[Records contained in a dataset]
========================

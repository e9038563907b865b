//! Floor occupancy grids.
//!
//! Grids are authored by hand, one per building floor, as rows of small
//! terrain codes. They are stored row-major and never mutated after load;
//! orientation helpers return new grids.

use serde::{Deserialize, Serialize};

use crate::error::{CampusError, Result};

/// Column/row position inside a floor grid, 0-based.
#[derive(Debug, Clone, Copy, PartialEq, Eq, Hash, Serialize, Deserialize)]
pub struct GridCell {
    pub x: usize,
    pub y: usize,
}

impl GridCell {
    pub const fn new(x: usize, y: usize) -> Self {
        Self { x, y }
    }
}

/// Decoded terrain code.
#[derive(Debug, Clone, Copy, PartialEq, Eq)]
pub enum Terrain {
    /// 0: outside the floor.
    Void,
    /// 1: hallway.
    Corridor,
    /// 2: wall or other obstacle.
    Wall,
    /// 3 and up: elevators, stairs, washrooms. Walkable.
    PointOfInterest(u8),
}

impl Terrain {
    pub fn from_code(code: u8) -> Self {
        match code {
            0 => Terrain::Void,
            1 => Terrain::Corridor,
            2 => Terrain::Wall,
            other => Terrain::PointOfInterest(other),
        }
    }

    pub fn code(self) -> u8 {
        match self {
            Terrain::Void => 0,
            Terrain::Corridor => 1,
            Terrain::Wall => 2,
            Terrain::PointOfInterest(code) => code,
        }
    }

    pub fn is_walkable(self) -> bool {
        matches!(self, Terrain::Corridor | Terrain::PointOfInterest(_))
    }
}

#[derive(Debug, Clone, PartialEq, Eq, Serialize, Deserialize)]
#[serde(try_from = "Vec<Vec<u8>>", into = "Vec<Vec<u8>>")]
pub struct FloorGrid {
    width: usize,
    height: usize,
    cells: Vec<u8>,
}

impl TryFrom<Vec<Vec<u8>>> for FloorGrid {
    type Error = CampusError;

    fn try_from(rows: Vec<Vec<u8>>) -> Result<Self> {
        FloorGrid::from_rows(rows)
    }
}

impl From<FloorGrid> for Vec<Vec<u8>> {
    fn from(grid: FloorGrid) -> Self {
        grid.rows()
    }
}

impl FloorGrid {
    /// Build from authored rows. Rejects empty or ragged input.
    pub fn from_rows(rows: Vec<Vec<u8>>) -> Result<Self> {
        let height = rows.len();
        let width = rows.first().map_or(0, Vec::len);
        if height == 0 || width == 0 {
            return Err(CampusError::EmptyGrid);
        }

        let mut cells = Vec::with_capacity(width * height);
        for (row, values) in rows.into_iter().enumerate() {
            if values.len() != width {
                return Err(CampusError::RaggedGrid {
                    row,
                    expected: width,
                    found: values.len(),
                });
            }
            cells.extend(values);
        }

        Ok(Self { width, height, cells })
    }

    pub fn width(&self) -> usize {
        self.width
    }

    pub fn height(&self) -> usize {
        self.height
    }

    pub fn contains(&self, cell: GridCell) -> bool {
        cell.x < self.width && cell.y < self.height
    }

    pub fn code(&self, cell: GridCell) -> Option<u8> {
        self.contains(cell)
            .then(|| self.cells[cell.y * self.width + cell.x])
    }

    pub fn terrain(&self, cell: GridCell) -> Option<Terrain> {
        self.code(cell).map(Terrain::from_code)
    }

    pub fn is_walkable(&self, cell: GridCell) -> bool {
        self.terrain(cell).is_some_and(Terrain::is_walkable)
    }

    pub fn rows(&self) -> Vec<Vec<u8>> {
        self.cells.chunks(self.width).map(<[u8]>::to_vec).collect()
    }

    /// New grid of size `width` x `height` where each target cell copies
    /// `self` at `source(x, y)`.
    fn remap(&self, width: usize, height: usize, source: impl Fn(usize, usize) -> (usize, usize)) -> Self {
        let mut cells = Vec::with_capacity(width * height);
        for y in 0..height {
            for x in 0..width {
                let (sx, sy) = source(x, y);
                cells.push(self.cells[sy * self.width + sx]);
            }
        }
        Self { width, height, cells }
    }

    /// Mirror left to right.
    pub fn flip_horizontal(&self) -> Self {
        let w = self.width;
        self.remap(self.width, self.height, |x, y| (w - 1 - x, y))
    }

    /// Mirror top to bottom.
    pub fn flip_vertical(&self) -> Self {
        let h = self.height;
        self.remap(self.width, self.height, |x, y| (x, h - 1 - y))
    }

    pub fn transpose(&self) -> Self {
        self.remap(self.height, self.width, |x, y| (y, x))
    }

    /// Quarter turn clockwise. Width and height swap.
    pub fn rotate_clockwise(&self) -> Self {
        let h = self.height;
        self.remap(self.height, self.width, |x, y| (y, h - 1 - x))
    }

    /// Quarter turn counter-clockwise. Width and height swap.
    pub fn rotate_counter_clockwise(&self) -> Self {
        let w = self.width;
        self.remap(self.height, self.width, |x, y| (w - 1 - y, x))
    }
}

========================

## What to produce
Repeat the entries above verbatim, but only from the line that has "pub const fn" down to the line that has "pub fn from_code(code: u8)", inclusive.

## Completed exercise
    pub const fn new(x: usize, y: usize) -> Self {
        Self { x, y }
    }
}

/// Decoded terrain code.
#[derive(Debug, Clone, Copy, PartialEq, Eq)]
pub enum Terrain {
    /// 0: outside the floor.
    Void,
    /// 1: hallway.
    Corridor,
    /// 2: wall or other obstacle.
    Wall,
    /// 3 and up: elevators, stairs, washrooms. Walkable.
    PointOfInterest(u8),
}

impl Terrain {
    pub fn from_code(code: u8) -> Self {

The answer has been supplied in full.